**What you should do**. Nothing but the line holding "pub use crate::image::processor::ImageProcessor;" and the lines after it, through the end of the records, should be set down, each exactly as it is.

**Input data**.
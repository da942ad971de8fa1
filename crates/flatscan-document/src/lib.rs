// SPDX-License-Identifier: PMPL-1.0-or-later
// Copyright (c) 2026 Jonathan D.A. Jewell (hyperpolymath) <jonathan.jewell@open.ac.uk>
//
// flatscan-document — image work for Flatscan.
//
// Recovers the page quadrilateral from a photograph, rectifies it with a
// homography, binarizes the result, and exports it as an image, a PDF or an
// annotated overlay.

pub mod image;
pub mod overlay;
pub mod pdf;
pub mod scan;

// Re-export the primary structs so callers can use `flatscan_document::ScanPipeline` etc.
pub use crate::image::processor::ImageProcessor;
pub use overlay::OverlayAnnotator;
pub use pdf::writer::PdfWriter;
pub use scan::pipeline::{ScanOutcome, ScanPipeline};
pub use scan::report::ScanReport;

**Task result**.
pub use crate::image::processor::ImageProcessor;
pub use overlay::OverlayAnnotator;
pub use pdf::writer::PdfWriter;
pub use scan::pipeline::{ScanOutcome, ScanPipeline};
pub use scan::report::ScanReport;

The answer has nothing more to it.